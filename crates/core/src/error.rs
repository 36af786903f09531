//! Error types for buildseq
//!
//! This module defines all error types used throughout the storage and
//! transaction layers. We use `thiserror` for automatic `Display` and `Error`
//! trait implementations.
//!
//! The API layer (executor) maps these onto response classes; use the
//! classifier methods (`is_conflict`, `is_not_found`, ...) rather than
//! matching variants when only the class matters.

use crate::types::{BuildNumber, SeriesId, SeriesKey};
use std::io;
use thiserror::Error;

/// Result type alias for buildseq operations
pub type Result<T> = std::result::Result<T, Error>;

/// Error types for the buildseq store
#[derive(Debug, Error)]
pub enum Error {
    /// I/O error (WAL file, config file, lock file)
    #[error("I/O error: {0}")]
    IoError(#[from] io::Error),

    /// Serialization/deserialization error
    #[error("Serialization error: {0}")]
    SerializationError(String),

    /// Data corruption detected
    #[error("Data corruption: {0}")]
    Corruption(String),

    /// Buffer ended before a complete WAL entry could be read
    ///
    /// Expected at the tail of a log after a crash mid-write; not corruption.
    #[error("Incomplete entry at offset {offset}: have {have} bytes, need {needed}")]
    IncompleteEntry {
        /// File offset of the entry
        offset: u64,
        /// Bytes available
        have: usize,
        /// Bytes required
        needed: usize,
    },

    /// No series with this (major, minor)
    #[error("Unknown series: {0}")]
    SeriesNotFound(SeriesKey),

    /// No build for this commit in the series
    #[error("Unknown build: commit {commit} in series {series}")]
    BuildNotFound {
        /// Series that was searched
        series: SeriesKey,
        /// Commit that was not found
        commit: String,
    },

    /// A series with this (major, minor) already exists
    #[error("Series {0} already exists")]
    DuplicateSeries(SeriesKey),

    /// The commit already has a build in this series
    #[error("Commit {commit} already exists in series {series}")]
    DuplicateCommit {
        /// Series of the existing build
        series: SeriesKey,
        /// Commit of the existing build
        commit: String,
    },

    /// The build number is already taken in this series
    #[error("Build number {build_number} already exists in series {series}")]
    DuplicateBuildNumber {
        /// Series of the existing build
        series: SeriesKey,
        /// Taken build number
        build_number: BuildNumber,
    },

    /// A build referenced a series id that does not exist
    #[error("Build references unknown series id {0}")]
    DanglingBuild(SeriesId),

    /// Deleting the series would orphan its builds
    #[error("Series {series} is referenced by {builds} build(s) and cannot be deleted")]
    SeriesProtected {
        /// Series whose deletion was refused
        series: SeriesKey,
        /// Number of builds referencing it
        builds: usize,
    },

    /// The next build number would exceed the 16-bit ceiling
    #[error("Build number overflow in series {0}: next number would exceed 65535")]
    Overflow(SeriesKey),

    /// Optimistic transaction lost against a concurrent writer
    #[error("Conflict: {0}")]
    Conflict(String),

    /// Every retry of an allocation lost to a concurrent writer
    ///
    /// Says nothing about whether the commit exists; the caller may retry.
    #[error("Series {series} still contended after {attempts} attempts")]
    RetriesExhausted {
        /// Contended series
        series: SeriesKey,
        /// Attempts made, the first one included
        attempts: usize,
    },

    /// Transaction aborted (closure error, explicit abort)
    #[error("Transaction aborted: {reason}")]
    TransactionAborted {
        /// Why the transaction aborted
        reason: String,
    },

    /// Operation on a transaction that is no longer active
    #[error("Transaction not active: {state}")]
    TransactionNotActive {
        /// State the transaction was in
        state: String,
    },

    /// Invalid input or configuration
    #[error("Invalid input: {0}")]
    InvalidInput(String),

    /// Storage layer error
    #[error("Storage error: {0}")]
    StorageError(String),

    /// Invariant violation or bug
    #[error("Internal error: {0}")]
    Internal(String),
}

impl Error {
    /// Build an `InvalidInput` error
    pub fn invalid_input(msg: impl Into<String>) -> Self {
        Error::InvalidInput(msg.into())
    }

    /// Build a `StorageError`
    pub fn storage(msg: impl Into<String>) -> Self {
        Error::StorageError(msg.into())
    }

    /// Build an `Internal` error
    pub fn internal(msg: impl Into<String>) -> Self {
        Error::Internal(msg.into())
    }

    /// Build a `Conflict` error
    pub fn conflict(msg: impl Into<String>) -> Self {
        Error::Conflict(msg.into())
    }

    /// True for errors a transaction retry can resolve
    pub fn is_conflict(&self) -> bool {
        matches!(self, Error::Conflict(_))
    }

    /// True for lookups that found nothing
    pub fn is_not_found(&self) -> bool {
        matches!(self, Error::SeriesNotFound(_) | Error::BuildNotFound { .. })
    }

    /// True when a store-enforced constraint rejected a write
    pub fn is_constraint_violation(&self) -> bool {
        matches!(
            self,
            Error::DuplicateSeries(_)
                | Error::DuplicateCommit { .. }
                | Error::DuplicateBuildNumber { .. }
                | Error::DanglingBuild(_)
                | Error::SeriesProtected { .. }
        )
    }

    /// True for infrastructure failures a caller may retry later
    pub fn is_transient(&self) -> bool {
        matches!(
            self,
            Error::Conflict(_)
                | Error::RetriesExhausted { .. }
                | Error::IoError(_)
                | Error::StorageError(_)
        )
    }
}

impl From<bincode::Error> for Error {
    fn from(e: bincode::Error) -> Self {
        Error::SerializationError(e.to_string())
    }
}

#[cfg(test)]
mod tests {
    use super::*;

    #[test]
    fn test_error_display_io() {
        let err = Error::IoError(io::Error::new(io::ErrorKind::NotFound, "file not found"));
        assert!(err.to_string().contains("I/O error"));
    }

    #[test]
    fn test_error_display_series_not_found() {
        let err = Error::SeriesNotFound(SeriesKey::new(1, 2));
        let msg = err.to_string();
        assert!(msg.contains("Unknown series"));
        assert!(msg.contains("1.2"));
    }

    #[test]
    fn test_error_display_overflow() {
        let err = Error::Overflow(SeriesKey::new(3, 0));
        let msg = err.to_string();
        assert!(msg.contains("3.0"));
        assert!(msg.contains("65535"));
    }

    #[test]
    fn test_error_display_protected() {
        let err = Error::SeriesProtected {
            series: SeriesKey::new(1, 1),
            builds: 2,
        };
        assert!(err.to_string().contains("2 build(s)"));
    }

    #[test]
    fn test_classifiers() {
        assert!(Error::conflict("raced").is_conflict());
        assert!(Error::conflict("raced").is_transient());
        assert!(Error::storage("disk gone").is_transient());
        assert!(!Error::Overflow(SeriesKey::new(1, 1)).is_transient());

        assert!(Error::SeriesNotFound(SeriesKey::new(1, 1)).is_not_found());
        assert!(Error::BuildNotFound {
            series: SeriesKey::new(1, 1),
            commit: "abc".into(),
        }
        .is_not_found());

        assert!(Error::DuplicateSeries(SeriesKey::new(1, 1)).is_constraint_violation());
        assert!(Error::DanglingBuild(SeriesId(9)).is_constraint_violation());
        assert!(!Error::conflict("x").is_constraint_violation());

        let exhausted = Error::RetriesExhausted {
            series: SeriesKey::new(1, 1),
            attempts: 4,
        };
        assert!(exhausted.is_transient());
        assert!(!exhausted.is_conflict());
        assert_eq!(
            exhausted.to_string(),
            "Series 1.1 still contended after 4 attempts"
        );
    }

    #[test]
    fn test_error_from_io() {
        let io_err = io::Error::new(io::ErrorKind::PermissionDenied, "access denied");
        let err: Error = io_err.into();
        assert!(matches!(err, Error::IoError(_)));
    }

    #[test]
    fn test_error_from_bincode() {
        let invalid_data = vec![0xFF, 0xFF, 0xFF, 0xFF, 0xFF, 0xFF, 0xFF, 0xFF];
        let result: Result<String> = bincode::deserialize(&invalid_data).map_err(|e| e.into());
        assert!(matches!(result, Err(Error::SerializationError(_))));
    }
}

INSTRUCTIONS TO FOLLOW :: Transcribe each record above exactly. Skip none.

ANSWER BOX ::
filename crates/core/src/error.rs
repository 36af786903f09531
//! Error types for buildseq
//!
//! This module defines all error types used throughout the storage and
//! transaction layers. We use `thiserror` for automatic `Display` and `Error`
//! trait implementations.
//!
//! The API layer (executor) maps these onto response classes; use the
//! classifier methods (`is_conflict`, `is_not_found`, ...) rather than
//! matching variants when only the class matters.

use crate::types::{BuildNumber, SeriesId, SeriesKey};
use std::io;
use thiserror::Error;

/// Result type alias for buildseq operations
pub type Result<T> = std::result::Result<T, Error>;

/// Error types for the buildseq store
#[derive(Debug, Error)]
pub enum Error {
    /// I/O error (WAL file, config file, lock file)
    #[error("I/O error: {0}")]
    IoError(#[from] io::Error),

    /// Serialization/deserialization error
    #[error("Serialization error: {0}")]
    SerializationError(String),

    /// Data corruption detected
    #[error("Data corruption: {0}")]
    Corruption(String),

    /// Buffer ended before a complete WAL entry could be read
    ///
    /// Expected at the tail of a log after a crash mid-write; not corruption.
    #[error("Incomplete entry at offset {offset}: have {have} bytes, need {needed}")]
    IncompleteEntry {
        /// File offset of the entry
        offset: u64,
        /// Bytes available
        have: usize,
        /// Bytes required
        needed: usize,
    },

    /// No series with this (major, minor)
    #[error("Unknown series: {0}")]
    SeriesNotFound(SeriesKey),

    /// No build for this commit in the series
    #[error("Unknown build: commit {commit} in series {series}")]
    BuildNotFound {
        /// Series that was searched
        series: SeriesKey,
        /// Commit that was not found
        commit: String,
    },

    /// A series with this (major, minor) already exists
    #[error("Series {0} already exists")]
    DuplicateSeries(SeriesKey),

    /// The commit already has a build in this series
    #[error("Commit {commit} already exists in series {series}")]
    DuplicateCommit {
        /// Series of the existing build
        series: SeriesKey,
        /// Commit of the existing build
        commit: String,
    },

    /// The build number is already taken in this series
    #[error("Build number {build_number} already exists in series {series}")]
    DuplicateBuildNumber {
        /// Series of the existing build
        series: SeriesKey,
        /// Taken build number
        build_number: BuildNumber,
    },

    /// A build referenced a series id that does not exist
    #[error("Build references unknown series id {0}")]
    DanglingBuild(SeriesId),

    /// Deleting the series would orphan its builds
    #[error("Series {series} is referenced by {builds} build(s) and cannot be deleted")]
    SeriesProtected {
        /// Series whose deletion was refused
        series: SeriesKey,
        /// Number of builds referencing it
        builds: usize,
    },

    /// The next build number would exceed the 16-bit ceiling
    #[error("Build number overflow in series {0}: next number would exceed 65535")]
    Overflow(SeriesKey),

    /// Optimistic transaction lost against a concurrent writer
    #[error("Conflict: {0}")]
    Conflict(String),

    /// Every retry of an allocation lost to a concurrent writer
    ///
    /// Says nothing about whether the commit exists; the caller may retry.
    #[error("Series {series} still contended after {attempts} attempts")]
    RetriesExhausted {
        /// Contended series
        series: SeriesKey,
        /// Attempts made, the first one included
        attempts: usize,
    },

    /// Transaction aborted (closure error, explicit abort)
    #[error("Transaction aborted: {reason}")]
    TransactionAborted {
        /// Why the transaction aborted
        reason: String,
    },

    /// Operation on a transaction that is no longer active
    #[error("Transaction not active: {state}")]
    TransactionNotActive {
        /// State the transaction was in
        state: String,
    },

    /// Invalid input or configuration
    #[error("Invalid input: {0}")]
    InvalidInput(String),

    /// Storage layer error
    #[error("Storage error: {0}")]
    StorageError(String),

    /// Invariant violation or bug
    #[error("Internal error: {0}")]
    Internal(String),
}

impl Error {
    /// Build an `InvalidInput` error
    pub fn invalid_input(msg: impl Into<String>) -> Self {
        Error::InvalidInput(msg.into())
    }

    /// Build a `StorageError`
    pub fn storage(msg: impl Into<String>) -> Self {
        Error::StorageError(msg.into())
    }

    /// Build an `Internal` error
    pub fn internal(msg: impl Into<String>) -> Self {
        Error::Internal(msg.into())
    }

    /// Build a `Conflict` error
    pub fn conflict(msg: impl Into<String>) -> Self {
        Error::Conflict(msg.into())
    }

    /// True for errors a transaction retry can resolve
    pub fn is_conflict(&self) -> bool {
        matches!(self, Error::Conflict(_))
    }

    /// True for lookups that found nothing
    pub fn is_not_found(&self) -> bool {
        matches!(self, Error::SeriesNotFound(_) | Error::BuildNotFound { .. })
    }

    /// True when a store-enforced constraint rejected a write
    pub fn is_constraint_violation(&self) -> bool {
        matches!(
            self,
            Error::DuplicateSeries(_)
                | Error::DuplicateCommit { .. }
                | Error::DuplicateBuildNumber { .. }
                | Error::DanglingBuild(_)
                | Error::SeriesProtected { .. }
        )
    }

    /// True for infrastructure failures a caller may retry later
    pub fn is_transient(&self) -> bool {
        matches!(
            self,
            Error::Conflict(_)
                | Error::RetriesExhausted { .. }
                | Error::IoError(_)
                | Error::StorageError(_)
        )
    }
}

impl From<bincode::Error> for Error {
    fn from(e: bincode::Error) -> Self {
        Error::SerializationError(e.to_string())
    }
}

#[cfg(test)]
mod tests {
    use super::*;

    #[test]
    fn test_error_display_io() {
        let err = Error::IoError(io::Error::new(io::ErrorKind::NotFound, "file not found"));
        assert!(err.to_string().contains("I/O error"));
    }

    #[test]
    fn test_error_display_series_not_found() {
        let err = Error::SeriesNotFound(SeriesKey::new(1, 2));
        let msg = err.to_string();
        assert!(msg.contains("Unknown series"));
        assert!(msg.contains("1.2"));
    }

    #[test]
    fn test_error_display_overflow() {
        let err = Error::Overflow(SeriesKey::new(3, 0));
        let msg = err.to_string();
        assert!(msg.contains("3.0"));
        assert!(msg.contains("65535"));
    }

    #[test]
    fn test_error_display_protected() {
        let err = Error::SeriesProtected {
            series: SeriesKey::new(1, 1),
            builds: 2,
        };
        assert!(err.to_string().contains("2 build(s)"));
    }

    #[test]
    fn test_classifiers() {
        assert!(Error::conflict("raced").is_conflict());
        assert!(Error::conflict("raced").is_transient());
        assert!(Error::storage("disk gone").is_transient());
        assert!(!Error::Overflow(SeriesKey::new(1, 1)).is_transient());

        assert!(Error::SeriesNotFound(SeriesKey::new(1, 1)).is_not_found());
        assert!(Error::BuildNotFound {
            series: SeriesKey::new(1, 1),
            commit: "abc".into(),
        }
        .is_not_found());

        assert!(Error::DuplicateSeries(SeriesKey::new(1, 1)).is_constraint_violation());
        assert!(Error::DanglingBuild(SeriesId(9)).is_constraint_violation());
        assert!(!Error::conflict("x").is_constraint_violation());

        let exhausted = Error::RetriesExhausted {
            series: SeriesKey::new(1, 1),
            attempts: 4,
        };
        assert!(exhausted.is_transient());
        assert!(!exhausted.is_conflict());
        assert_eq!(
            exhausted.to_string(),
            "Series 1.1 still contended after 4 attempts"
        );
    }

    #[test]
    fn test_error_from_io() {
        let io_err = io::Error::new(io::ErrorKind::PermissionDenied, "access denied");
        let err: Error = io_err.into();
        assert!(matches!(err, Error::IoError(_)));
    }

    #[test]
    fn test_error_from_bincode() {
        let invalid_data = vec![0xFF, 0xFF, 0xFF, 0xFF, 0xFF, 0xFF, 0xFF, 0xFF];
        let result: Result<String> = bincode::deserialize(&invalid_data).map_err(|e| e.into());
        assert!(matches!(result, Err(Error::SerializationError(_))));
    }
}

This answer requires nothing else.